Sakanari suggests that many instances of Anisakis ingestion lead to transient gut pain. Those cases, along with “tingling throat syndrome,” are not likely to be reported to a physician or health department, she says, causing a systematic underestimate of human encounters with the parasite.

Anisakis has a complex life cycle. The fully developed adult worm resides in the gut of marine mammals, including whales, dolphins, sea lions and seals. (In 1988, a biologist reported finding 10,000 worms in a gray seal’s stomach.) The worms lay eggs, which are excreted into the seawater, hatch into larvae and are picked up by tiny crustaceans such as krill.

The worms develop further in the flesh of fish (like salmon) that eat infected krill; this intermediate stage worm is the one that can trouble people (like Maxwell). In any event, from the Anisakis’ point of view, a trip down the human gullet is a disastrously wrong turn. The adolescent larva reaches adulthood only when it reaches a marine mammal’s stomach.

To avoid becoming what biologists call an “unintended host,” Sakanari recommends cooking or freezing the fish. Heating to 145 degrees for 10 minutes kills Anisakis. So does freezing to minus 4 degrees for seven days, which is recommended by the Food and Drug Administration. Another preventive measure is thorough chewing.

Advertisement

Lest diners be completely deterred from eating raw fish, consider that Sakanari occasionally indulges in sushi with her husband, Michael Moser. He is a marine biologist at UC Berkeley. They frequent only top-notch places.

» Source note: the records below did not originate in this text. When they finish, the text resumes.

//! Application controller: registry + settings + the owned session list.
//!
//! All user actions funnel through here, on the one thread that owns the
//! registry. The launcher implements the launch state machine (Resolve →
//! Prepare → Gate → Admit/Blocked) and routes page events back into the
//! per-session state machines. Sessions live in an explicit owned
//! collection; closing one never affects another.

use crate::engine::{EngineError, PageContent, PageEvent, PageRequest, WebEngine};
use crate::session::{Session, SessionId, SessionState};
use crate::settings::{self, LauncherSettings};
use crate::{registry as reg, scripts};
use reg::{ProfileRegistry, RegistryError};
use thiserror::Error;

/// Failures of a single launch attempt. All are terminal for that attempt
/// and surface to the invoking user action.
#[derive(Debug, Error)]
pub enum LaunchError {
    /// No profile with this name. Should not occur from a consistent list
    /// UI, but handled defensively.
    #[error("no profile named '{0}'")]
    NotFound(String),

    /// The record's version label has no URL in the target table.
    #[error("profile '{name}' references unknown version '{version}'")]
    UnknownVersion {
        name: String,
        version: String,
    },

    /// The storage directory could not be created.
    #[error("failed to prepare storage directory: {0}")]
    Prepare(#[from] std::io::Error),

    /// The engine failed to open a page window.
    #[error(transparent)]
    Engine(#[from] EngineError),

    /// Recording the launch timestamp failed.
    #[error(transparent)]
    Registry(#[from] RegistryError),
}

/// Summary shown by the profile-info action.
#[derive(Debug, Clone, PartialEq)]
pub struct ProfileInfo {
    pub name: String,
    pub version: String,
    pub created: String,
    /// `None` renders as "Never".
    pub last_launched: Option<String>,
    /// On-disk size in MB, rounded to two decimals (display only).
    pub size_mb: f64,
    pub limit_enabled: bool,
    pub max_size_mb: Option<u64>,
    /// Raw-byte quota comparison, not the rounded figure.
    pub over_limit: bool,
}

impl ProfileInfo {
    /// Multi-line info text in the launcher's notice format.
    pub fn to_text(&self) -> String {
        let mut text = format!(
            "Name: {}\nVersion: {}\nCreated: {}\nLast Launched: {}\nSize: {} MB",
            self.name,
            self.version,
            self.created,
            self.last_launched.as_deref().unwrap_or("Never"),
            self.size_mb,
        );
        text.push_str(&format!(
            "\nLimit Enabled: {}",
            if self.limit_enabled { "Yes" } else { "No" }
        ));
        if self.limit_enabled
            && let Some(max) = self.max_size_mb
        {
            text.push_str(&format!("\nMax Allowed Size: {max} MB"));
            if self.over_limit {
                text.push_str("\n⚠️ Warning: Exceeds limit!");
            }
        }
        text
    }
}

/// Top-level application controller.
pub struct Launcher {
    registry: ProfileRegistry,
    settings: LauncherSettings,
    engine: Box<dyn WebEngine>,
    /// Open sessions, in launch order.
    sessions: Vec<Session>,
    next_session: u64,
}

impl Launcher {
    pub fn new(
        registry: ProfileRegistry,
        settings: LauncherSettings,
        engine: Box<dyn WebEngine>,
    ) -> Self {
        Self {
            registry,
            settings,
            engine,
            sessions: Vec::new(),
            next_session: 0,
        }
    }

    // -----------------------------------------------------------------------
    // Registry passthroughs
    // -----------------------------------------------------------------------

    pub fn registry(&self) -> &ProfileRegistry {
        &self.registry
    }

    /// Create a profile (see [`ProfileRegistry::create`]).
    pub fn create_profile(
        &mut self,
        name: &str,
        version: &str,
        limit_enabled: bool,
        max_size_raw: Option<&str>,
    ) -> Result<(), RegistryError> {
        self.registry
            .create(name, version, limit_enabled, max_size_raw)
            .map(|_| ())
    }

    /// Rename a profile. Open sessions keep their original title.
    pub fn rename_profile(&mut self, old_name: &str, new_name: &str) -> Result<(), RegistryError> {
        self.registry.rename(old_name, new_name)
    }

    /// Delete a profile and its storage directory (best effort).
    pub fn delete_profile(&mut self, name: &str) -> Result<reg::DirCleanup, RegistryError> {
        self.registry.delete(name)
    }

    // -----------------------------------------------------------------------
    // Settings
    // -----------------------------------------------------------------------

    pub fn settings(&self) -> &LauncherSettings {
        &self.settings
    }

    /// Replace and persist the launcher settings.
    pub fn update_settings(&mut self, settings: LauncherSettings) -> anyhow::Result<()> {
        self.settings = settings;
        settings::save_settings(self.registry.data_root(), &self.settings)
    }

    // -----------------------------------------------------------------------
    // Launch state machine
    // -----------------------------------------------------------------------

    /// Launch a profile: Resolve → Prepare → Gate → Admit.
    ///
    /// Over-quota profiles get a Blocked session showing the disk-error
    /// notice; admitted profiles get an Active session pointed at the
    /// version's URL, with the launch timestamp recorded before returning.
    pub fn launch(&mut self, name: &str) -> Result<SessionId, LaunchError> {
        // Resolve
        let record = self
            .registry
            .get(name)
            .ok_or_else(|| LaunchError::NotFound(name.to_string()))?
            .clone();
        let storage_dir = self
            .registry
            .storage_dir(name)
            .ok_or_else(|| LaunchError::NotFound(name.to_string()))?;

        // Prepare — directory creation is idempotent.
        std::fs::create_dir_all(&storage_dir)?;
        let size_bytes = reg::directory_size_bytes(&storage_dir);

        // Gate
        if reg::is_over_quota(&record, size_bytes) {
            log::warn!(
                "Profile '{name}' is over quota ({size_bytes} bytes > {:?} MB), blocking launch",
                record.max_size_mb
            );
            let host = self.engine.open_page(PageRequest {
                title: format!("Storage Full - {name}"),
                storage_dir,
                content: PageContent::Html(scripts::BLOCKED_NOTICE_HTML.to_string()),
            })?;
            let id = self.next_id();
            self.sessions.push(Session::blocked(id, name, host));
            return Ok(id);
        }

        // Admit
        let url = reg::url_for(&record.version).ok_or_else(|| LaunchError::UnknownVersion {
            name: name.to_string(),
            version: record.version.clone(),
        })?;
        let host = self.engine.open_page(PageRequest {
            title: format!("{} ({name})", record.version),
            storage_dir,
            content: PageContent::Url(url.to_string()),
        })?;
        self.registry.record_launch(name)?;

        let id = self.next_id();
        self.sessions.push(Session::active(
            id,
            name,
            host,
            url,
            self.settings.enable_cors,
        ));
        log::info!("Launched profile '{name}' ({})", record.version);
        Ok(id)
    }

    fn next_id(&mut self) -> SessionId {
        let id = SessionId(self.next_session);
        self.next_session += 1;
        id
    }

    // -----------------------------------------------------------------------
    // Event routing
    // -----------------------------------------------------------------------

    /// Forward one engine event to its session. Events for sessions that
    /// already closed are dropped with a debug log.
    pub fn handle_page_event(&mut self, id: SessionId, event: PageEvent) {
        let Some(index) = self.sessions.iter().position(|s| s.id() == id) else {
            log::debug!("Dropping {event:?} for closed session {id:?}");
            return;
        };

        match event {
            PageEvent::LoadFinished => {
                self.sessions[index].on_load_finished();
                self.recheck_quota(index);
            }
            PageEvent::ConsoleMessage(message) => {
                self.sessions[index].push_console_log(message);
            }
            PageEvent::ScriptResult(value) => {
                self.sessions[index].push_script_result(value);
            }
            PageEvent::KeyPressed => {
                if self.sessions[index].on_key_pressed() {
                    self.sessions.remove(index);
                }
            }
            PageEvent::CloseRequested => {
                self.sessions[index].close();
                self.sessions.remove(index);
            }
        }
    }

    /// Re-evaluate the quota gate for a live session. Storage can grow
    /// while a page runs, so this fires after every completed navigation
    /// for sessions whose quota watch is still active.
    fn recheck_quota(&mut self, index: usize) {
        let session = &self.sessions[index];
        if !session.quota_watch_active() {
            return;
        }
        let name = session.profile().to_string();
        let Some(record) = self.registry.get(&name) else {
            // Profile deleted while its session was open; nothing to gate.
            return;
        };
        let Some(dir) = self.registry.storage_dir(&name) else {
            return;
        };
        let size_bytes = reg::directory_size_bytes(&dir);
        if reg::is_over_quota(record, size_bytes)
            && let Err(e) = self.sessions[index].block()
        {
            log::error!("Failed to show quota notice for '{name}': {e}");
        }
    }

    // -----------------------------------------------------------------------
    // Session access
    // -----------------------------------------------------------------------

    pub fn session(&self, id: SessionId) -> Option<&Session> {
        self.sessions.iter().find(|s| s.id() == id)
    }

    pub fn session_mut(&mut self, id: SessionId) -> Option<&mut Session> {
        self.sessions.iter_mut().find(|s| s.id() == id)
    }

    /// Open sessions in launch order.
    pub fn sessions(&self) -> impl Iterator<Item = &Session> {
        self.sessions.iter()
    }

    pub fn open_session_count(&self) -> usize {
        self.sessions.len()
    }

    /// Close a session and drop it from the collection.
    pub fn close_session(&mut self, id: SessionId) {
        if let Some(index) = self.sessions.iter().position(|s| s.id() == id) {
            self.sessions[index].close();
            self.sessions.remove(index);
        }
    }

    /// Whether any open session for this profile is Blocked.
    pub fn has_blocked_session(&self, name: &str) -> bool {
        self.sessions
            .iter()
            .any(|s| s.profile() == name && s.state() == SessionState::Blocked)
    }

    // -----------------------------------------------------------------------
    // Info
    // -----------------------------------------------------------------------

    /// Build the info summary for a profile.
    pub fn profile_info(&self, name: &str) -> Option<ProfileInfo> {
        let record = self.registry.get(name)?;
        let size_bytes = self
            .registry
            .storage_dir(name)
            .map(|dir| reg::directory_size_bytes(&dir))
            .unwrap_or(0);
        Some(ProfileInfo {
            name: name.to_string(),
            version: record.version.clone(),
            created: record.created.clone(),
            last_launched: record.last_launched.clone(),
            size_mb: reg::size_mb(size_bytes),
            limit_enabled: record.limit_enabled,
            max_size_mb: record.max_size_mb,
            over_limit: reg::is_over_quota(record, size_bytes),
        })
    }
}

Maxwell is not quite up to that. “I’m not sure I’m going to eat fish again,” he said. “I’m feeling a little funny about it.”

(BEGIN TEXT OF INFOBOX / INFOGRAPHIC)

A Parasite’s Path

Anisakis simplex worms, sometimes called herring worms or seal worms, are roughly inch-long parasites that infect marine mammals such as dolphins and sea lions. Here is a look at how the worms make their way through the food chain to infect human beings:

1. The adult Anisakis worm infects the stomach of marine mammals. One scientist reported more than 10,000 adult roundworms in the stomach of a gray seal.

2. Anisakis eggs pass into the seawater with the mammal’s feces.

3. Free-swimming larvae emerge from the eggs to infect samll crustaceans such as krill.

4. If the infected crustacean is eaten by fish or squid, the larvae can develop into a third stage, which can then infect marine mammals and people.

5. When people eat worm-infected fish that have not been frozen or throughly cooked--steps that kill the worm--they may become infected. They may have no symptoms, or, in severe cases, may develop an intestinal blockage requiring surgery. But human beings are not the worm’s “natural” host, and the parasite will die without reproducing within weeks. Only in the stomach of a marine mammal does the worm fully mature into an adult.